Mother Teresa born, 1910

On this day in 1910, Anjezë Gonxhe Bojaxhiu was born in Skopje, Albania (now in the Republic of Macedonia). Raised a Catholic, from an early age she was interested in the work of missionaries and by the age of 12 had decided to devote herself to the religious life. At 18 she joined the Sisters of Loreto, became a missionary and never saw her mother or sister again. After a stint in Loreto Abbey, Ireland, where she learnt English, she went to India, arriving there in 1929, aged 19. Twenty five years later she became headmistress of the school she taught at in Calcutta. Increasing poverty, a famine in 1943 and the outbreak of Muslim/Hindu violence in 1946 led her to believe that it was the alleviation of poverty, not the delivery of education, that was her true calling. In 1948 she moved into the slums of Calcutta, tending the sick, destitute and hungry. A small group of similarly minded women gathered around her and by 1950 she had received permission from the Vatican to start a mission to help “the hungry, the naked, the homeless, the crippled, the blind, the lepers, all those people who feel unwanted, unloved, uncared for throughout society, people that have become a burden to the society and are shunned by everyone.” As the years went by, Mother Teresa (as she had become known) opened a hospice for the poor to die with dignity, a centre for the treatment of leprosy and a home for lost and abandoned children. Her Missionaries of Charity started to spread through India in the 1950s and internationally in the 1960s. Mother Teresa became internationally famous, travelling to war-torn Beirut in 1982 to rescue trapped children, to Chernobyl to visit radiation victims, to Ethiopia during the 1984 famine, to Armenia after the 1988 earthquake. After suffering a heart attack in 1983, contracting pneumonia in 1989, breaking her collar bone and picking up malaria in 1996, she died in 1997 of heart disease.

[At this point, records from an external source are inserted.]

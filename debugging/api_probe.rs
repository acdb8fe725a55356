//! Query the anime backend and print the decoded response as JSON.
//! Usage:
//!   cargo run --bin api_probe -- search <keyword> [page] [size]
//!   cargo run --bin api_probe -- title <id>
//!   cargo run --bin api_probe -- seasons <tmdb_id>
//!   cargo run --bin api_probe -- episodes <tmdb_id> <season_number>
//!   cargo run --bin api_probe -- episode <tmdb_id> <season_number> <episode_number>
//!   cargo run --bin api_probe -- recommend <text...>
//!   cargo run --bin api_probe -- timeline <keyword>
//!   cargo run --bin api_probe -- live        (one keyword per stdin line)
//! Uses ANIME_API_URL from the environment (.env supported).

use animeline::api::{AnimeApi, AnimeClient, SearchParams};
use animeline::config::Config;
use animeline::search::{SearchController, SearchView};
use animeline::timeline::{build_timeline, format_year_month, RatingFilter, TimelineBucket};
use anyhow::{Context, Result};
use dotenvy::dotenv;
use serde::Serialize;
use std::env;
use std::str::FromStr;
use std::sync::Arc;
use tokio::io::{AsyncBufReadExt, BufReader};

#[derive(Debug, Clone, Copy, PartialEq)]
enum Probe {
    Search,
    Title,
    Seasons,
    Episodes,
    Episode,
    Recommend,
    Timeline,
    Live,
}

impl FromStr for Probe {
    type Err = anyhow::Error;
    fn from_str(s: &str) -> Result<Self> {
        match s.to_lowercase().as_str() {
            "search" => Ok(Probe::Search),
            "title" => Ok(Probe::Title),
            "seasons" => Ok(Probe::Seasons),
            "episodes" => Ok(Probe::Episodes),
            "episode" => Ok(Probe::Episode),
            "recommend" => Ok(Probe::Recommend),
            "timeline" => Ok(Probe::Timeline),
            "live" => Ok(Probe::Live),
            _ => Err(anyhow::anyhow!(
                "probe must be one of search, title, seasons, episodes, episode, recommend, timeline, live"
            )),
        }
    }
}

fn arg<T: FromStr>(args: &[String], index: usize, name: &str) -> Result<T>
where
    T::Err: std::error::Error + Send + Sync + 'static,
{
    args.get(index)
        .ok_or_else(|| anyhow::anyhow!("missing {name}"))?
        .parse()
        .with_context(|| format!("invalid {name}"))
}

fn print_buckets(buckets: &[TimelineBucket]) {
    for bucket in buckets {
        println!("{} ({})", format_year_month(&bucket.year_month), bucket.titles.len());
        for title in &bucket.titles {
            println!(
                "  {:>4.1}  {}  {}",
                title.vote_average,
                title.display_date().unwrap_or_default(),
                title.name
            );
        }
    }
}

fn print_view(view: &SearchView) {
    if let Some(message) = view.error() {
        println!("! {message}");
        return;
    }
    let keyword = view.params.keyword.as_deref().unwrap_or_default();
    println!("== {keyword}");
    print_buckets(&view.buckets());
}

fn print_json<T: Serialize>(value: &T) -> Result<()> {
    println!("{}", serde_json::to_string_pretty(value)?);
    Ok(())
}

#[tokio::main]
async fn main() -> Result<()> {
    dotenv().ok();
    let args: Vec<String> = env::args().collect();
    if args.len() < 2 {
        eprintln!("Usage: cargo run --bin api_probe -- search <keyword> [page] [size]");
        eprintln!("       cargo run --bin api_probe -- seasons <tmdb_id>");
        eprintln!("       cargo run --bin api_probe -- episodes <tmdb_id> <season_number>");
        eprintln!("       cargo run --bin api_probe -- recommend <text...>");
        eprintln!("       cargo run --bin api_probe -- live");
        std::process::exit(1);
    }

    let probe = Probe::from_str(&args[1])?;
    let config = Config::from_env()?;
    let client = AnimeClient::new(&config.api_url)?;
    eprintln!("Backend: {}", client.base_url());

    match probe {
        Probe::Search => {
            let params = SearchParams {
                keyword: Some(arg(&args, 2, "keyword")?),
                page: args.get(3).map(|_| arg(&args, 3, "page")).transpose()?,
                size: args.get(4).map(|_| arg(&args, 4, "size")).transpose()?,
                ..SearchParams::default()
            };
            print_json(&client.search(&params).await?)?;
        }
        Probe::Title => {
            print_json(&client.fetch_title(arg(&args, 2, "id")?).await?)?;
        }
        Probe::Seasons => {
            print_json(&client.fetch_seasons(arg(&args, 2, "tmdb_id")?).await?)?;
        }
        Probe::Episodes => {
            let tmdb_id = arg(&args, 2, "tmdb_id")?;
            let season = arg(&args, 3, "season number")?;
            print_json(&client.fetch_episodes(tmdb_id, season).await?)?;
        }
        Probe::Episode => {
            let tmdb_id = arg(&args, 2, "tmdb_id")?;
            let season = arg(&args, 3, "season number")?;
            let episode = arg(&args, 4, "episode number")?;
            print_json(&client.fetch_episode(tmdb_id, season, episode).await?)?;
        }
        Probe::Recommend => {
            let text = args.get(2..).unwrap_or_default().join(" ");
            print_json(&client.recommend(&text).await?)?;
        }
        Probe::Timeline => {
            let keyword: String = arg(&args, 2, "keyword")?;
            let page = client.search(&SearchParams::keyword(keyword)).await?;
            print_buckets(&build_timeline(&page.content, RatingFilter::All));
        }
        Probe::Live => {
            eprintln!(
                "Type keywords, one per line. Searches fire after {:?} of quiet.",
                config.debounce
            );
            let controller = Arc::new(SearchController::new(
                Arc::new(client),
                config.locale,
                config.debounce,
            ));
            let mut lines = BufReader::new(tokio::io::stdin()).lines();
            let mut last = None;
            while let Some(line) = lines.next_line().await? {
                let handle = controller.on_keyword_input(line.trim());
                let controller = Arc::clone(&controller);
                last = Some(tokio::spawn(async move {
                    if let Ok(true) = handle.await {
                        print_view(&controller.view());
                    }
                }));
            }
            if let Some(printer) = last {
                printer.await?;
            }
        }
    }

    Ok(())
}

Philomena (2013, dir: Stephen Frears)

Philomena tells the story of two very different people. It’s a true story too. On the one hand we have a former BBC journalist, Martin Sixsmith, who became a spin doctor for the Labour government before being bum-rushed out of that position (essentially by fellow journalists in one of the UK media’s regular moments of breathtaking hypocrisy). On the other is a retired Irish woman whose son, born out of wedlock, was taken off her by nuns when she was a slip of a girl. Sixsmith’s book on which this film is based tells the story of how the cynical hack first took on Philomena’s story, reluctantly (“human interest story is a euphemism for weak-minded human interest story,” says Martin to Philomena’s daughter, who he’s met at a party). Then it goes into the detail of the uneasy confessor/penitent relationship of biographer and subject, before finally describing their journey together to the US to find the by-now middle aged man.

It’s a real mismatched buddies road movie of a story and would remain as generic as that sounds if it weren’t for the fact that Sixsmith wrote a poignant, self-deprecating book, and it’s been so well adapted to a screenplay by Steve Coogan, who also plays Martin. And given Coogan’s well publicised battles with the British press, having him play one of its representatives would seem to guarantee an interesting portrait at the least. In fact Coogan plays Sixsmith as a nobber, the sort of guy who’s full of petty triumphs and little moments of self-aggrandisement. Opposite him is Judi Dench as Philomena, the dithery but inwardly independent Irish woman who’s familiar to anyone who has an Irish mother. So when Martin hires a car for them to do their preliminary scouting excursions, he gets a BMW, and is proud of its swankiness; to this party she brings some custard creams and a packet of Tunes cough sweets for the journey. When they check into a nice hotel, he’s all blasé; she’s phoning him from her room to ask “Martin, do you have a little chocolate on your pillow.” The film could survive perfectly well on the funny double act that these two do – and doesn’t it say so much about Dench that she can be 007’s boss one moment, and is wringing a laugh out of simple lines like “it’s fruit bread, Martin” the next?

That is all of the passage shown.